* What the exercise asks
The answer is every line of the records that holds the word "FileRedemptionLedger", copied in full.
↓
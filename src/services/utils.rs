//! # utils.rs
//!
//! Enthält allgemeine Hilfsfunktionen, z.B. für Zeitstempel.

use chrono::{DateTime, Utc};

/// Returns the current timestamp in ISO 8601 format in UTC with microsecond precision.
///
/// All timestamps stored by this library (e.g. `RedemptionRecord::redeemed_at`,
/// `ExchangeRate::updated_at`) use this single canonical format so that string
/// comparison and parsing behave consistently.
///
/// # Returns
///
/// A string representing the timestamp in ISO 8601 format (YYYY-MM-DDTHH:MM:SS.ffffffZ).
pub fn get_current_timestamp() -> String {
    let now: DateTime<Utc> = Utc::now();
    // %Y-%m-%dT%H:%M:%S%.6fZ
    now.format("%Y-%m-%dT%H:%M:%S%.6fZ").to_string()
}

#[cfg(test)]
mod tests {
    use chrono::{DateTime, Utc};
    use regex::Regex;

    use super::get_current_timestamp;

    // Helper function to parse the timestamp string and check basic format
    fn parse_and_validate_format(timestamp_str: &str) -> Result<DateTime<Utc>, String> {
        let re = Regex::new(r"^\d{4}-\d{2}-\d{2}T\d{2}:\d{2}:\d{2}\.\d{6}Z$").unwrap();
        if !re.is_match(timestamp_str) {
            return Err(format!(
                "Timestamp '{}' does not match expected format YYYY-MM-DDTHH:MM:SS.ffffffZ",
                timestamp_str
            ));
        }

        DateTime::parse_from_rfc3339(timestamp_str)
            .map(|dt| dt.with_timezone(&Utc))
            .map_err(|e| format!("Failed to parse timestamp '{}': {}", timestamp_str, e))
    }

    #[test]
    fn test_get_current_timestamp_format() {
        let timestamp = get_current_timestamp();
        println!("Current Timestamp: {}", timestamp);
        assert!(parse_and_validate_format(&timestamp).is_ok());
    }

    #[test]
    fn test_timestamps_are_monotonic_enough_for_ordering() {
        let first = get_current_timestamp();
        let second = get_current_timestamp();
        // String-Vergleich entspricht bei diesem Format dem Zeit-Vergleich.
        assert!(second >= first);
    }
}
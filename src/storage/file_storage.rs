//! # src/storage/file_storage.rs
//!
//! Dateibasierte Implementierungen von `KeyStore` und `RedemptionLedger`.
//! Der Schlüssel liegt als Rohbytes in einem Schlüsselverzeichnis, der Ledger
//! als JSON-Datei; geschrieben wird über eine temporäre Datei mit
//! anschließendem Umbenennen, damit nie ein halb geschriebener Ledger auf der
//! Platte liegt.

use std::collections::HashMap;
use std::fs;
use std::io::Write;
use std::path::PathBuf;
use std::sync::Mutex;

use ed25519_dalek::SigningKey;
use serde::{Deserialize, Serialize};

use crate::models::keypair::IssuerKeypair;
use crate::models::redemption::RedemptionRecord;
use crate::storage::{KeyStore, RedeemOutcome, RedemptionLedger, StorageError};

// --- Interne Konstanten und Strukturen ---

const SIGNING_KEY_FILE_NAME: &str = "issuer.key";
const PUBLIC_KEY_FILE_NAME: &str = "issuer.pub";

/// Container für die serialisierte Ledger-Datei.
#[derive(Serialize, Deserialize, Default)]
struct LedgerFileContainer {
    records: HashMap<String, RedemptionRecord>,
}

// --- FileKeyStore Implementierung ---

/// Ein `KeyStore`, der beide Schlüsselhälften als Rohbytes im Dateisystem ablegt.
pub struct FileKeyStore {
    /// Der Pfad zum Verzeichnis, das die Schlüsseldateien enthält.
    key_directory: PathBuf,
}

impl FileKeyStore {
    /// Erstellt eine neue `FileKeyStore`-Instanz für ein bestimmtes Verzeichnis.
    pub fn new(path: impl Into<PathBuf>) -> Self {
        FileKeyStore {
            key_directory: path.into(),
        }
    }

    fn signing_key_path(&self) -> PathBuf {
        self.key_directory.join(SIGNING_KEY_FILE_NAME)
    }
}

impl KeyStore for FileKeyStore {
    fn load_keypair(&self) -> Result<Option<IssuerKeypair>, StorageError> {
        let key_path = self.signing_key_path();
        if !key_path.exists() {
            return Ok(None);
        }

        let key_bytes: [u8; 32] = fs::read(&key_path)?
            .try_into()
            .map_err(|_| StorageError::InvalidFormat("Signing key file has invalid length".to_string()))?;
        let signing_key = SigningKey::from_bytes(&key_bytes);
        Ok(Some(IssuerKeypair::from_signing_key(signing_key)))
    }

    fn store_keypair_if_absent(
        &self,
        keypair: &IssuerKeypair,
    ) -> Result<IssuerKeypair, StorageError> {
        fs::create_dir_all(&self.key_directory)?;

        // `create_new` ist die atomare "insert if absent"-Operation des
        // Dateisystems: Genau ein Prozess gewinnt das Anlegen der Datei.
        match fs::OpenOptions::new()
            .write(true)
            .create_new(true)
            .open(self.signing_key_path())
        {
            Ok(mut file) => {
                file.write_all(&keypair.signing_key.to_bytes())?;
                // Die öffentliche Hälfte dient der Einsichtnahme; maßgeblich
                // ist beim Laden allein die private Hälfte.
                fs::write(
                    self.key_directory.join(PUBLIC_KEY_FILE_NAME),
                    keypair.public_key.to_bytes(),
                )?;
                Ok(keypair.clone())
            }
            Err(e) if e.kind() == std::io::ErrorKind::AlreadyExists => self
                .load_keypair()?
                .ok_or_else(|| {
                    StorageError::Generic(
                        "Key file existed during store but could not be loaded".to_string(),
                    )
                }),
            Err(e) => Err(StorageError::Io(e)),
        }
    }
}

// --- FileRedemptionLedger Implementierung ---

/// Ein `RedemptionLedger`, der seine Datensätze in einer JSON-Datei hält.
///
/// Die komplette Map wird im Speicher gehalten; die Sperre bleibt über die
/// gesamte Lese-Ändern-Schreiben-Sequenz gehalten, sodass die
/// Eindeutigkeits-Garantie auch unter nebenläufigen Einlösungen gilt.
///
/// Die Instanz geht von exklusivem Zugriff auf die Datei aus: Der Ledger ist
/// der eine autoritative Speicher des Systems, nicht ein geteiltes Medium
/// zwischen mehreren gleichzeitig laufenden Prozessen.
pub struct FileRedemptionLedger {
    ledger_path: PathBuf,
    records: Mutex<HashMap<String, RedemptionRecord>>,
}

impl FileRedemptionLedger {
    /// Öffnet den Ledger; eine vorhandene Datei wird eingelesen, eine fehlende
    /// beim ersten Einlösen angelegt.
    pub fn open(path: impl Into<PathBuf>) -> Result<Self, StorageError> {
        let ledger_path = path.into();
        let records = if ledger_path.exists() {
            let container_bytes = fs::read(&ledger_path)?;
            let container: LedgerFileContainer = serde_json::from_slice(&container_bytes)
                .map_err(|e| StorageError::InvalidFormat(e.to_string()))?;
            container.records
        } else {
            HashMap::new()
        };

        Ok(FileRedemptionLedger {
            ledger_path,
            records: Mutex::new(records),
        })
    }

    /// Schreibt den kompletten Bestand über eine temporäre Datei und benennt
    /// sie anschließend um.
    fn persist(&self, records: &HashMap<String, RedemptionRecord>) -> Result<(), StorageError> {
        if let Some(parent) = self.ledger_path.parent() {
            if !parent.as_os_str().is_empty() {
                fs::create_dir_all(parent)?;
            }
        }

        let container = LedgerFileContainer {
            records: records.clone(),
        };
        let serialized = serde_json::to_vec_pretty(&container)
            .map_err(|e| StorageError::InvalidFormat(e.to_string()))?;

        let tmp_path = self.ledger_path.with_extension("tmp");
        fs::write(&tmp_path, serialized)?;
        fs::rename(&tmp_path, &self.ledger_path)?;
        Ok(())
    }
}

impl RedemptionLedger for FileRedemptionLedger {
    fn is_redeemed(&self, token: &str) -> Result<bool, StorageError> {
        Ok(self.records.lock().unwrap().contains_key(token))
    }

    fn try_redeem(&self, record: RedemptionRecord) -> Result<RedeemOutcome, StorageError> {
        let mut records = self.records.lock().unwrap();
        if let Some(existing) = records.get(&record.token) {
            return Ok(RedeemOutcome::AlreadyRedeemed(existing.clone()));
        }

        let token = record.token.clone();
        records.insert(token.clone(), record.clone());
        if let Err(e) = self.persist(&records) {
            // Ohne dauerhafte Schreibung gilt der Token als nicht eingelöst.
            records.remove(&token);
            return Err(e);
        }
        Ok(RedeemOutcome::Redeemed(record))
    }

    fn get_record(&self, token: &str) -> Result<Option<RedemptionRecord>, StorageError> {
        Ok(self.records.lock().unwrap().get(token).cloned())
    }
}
↑
* Answer for this exercise
// --- FileRedemptionLedger Implementierung ---
pub struct FileRedemptionLedger {
impl FileRedemptionLedger {
        Ok(FileRedemptionLedger {
impl RedemptionLedger for FileRedemptionLedger {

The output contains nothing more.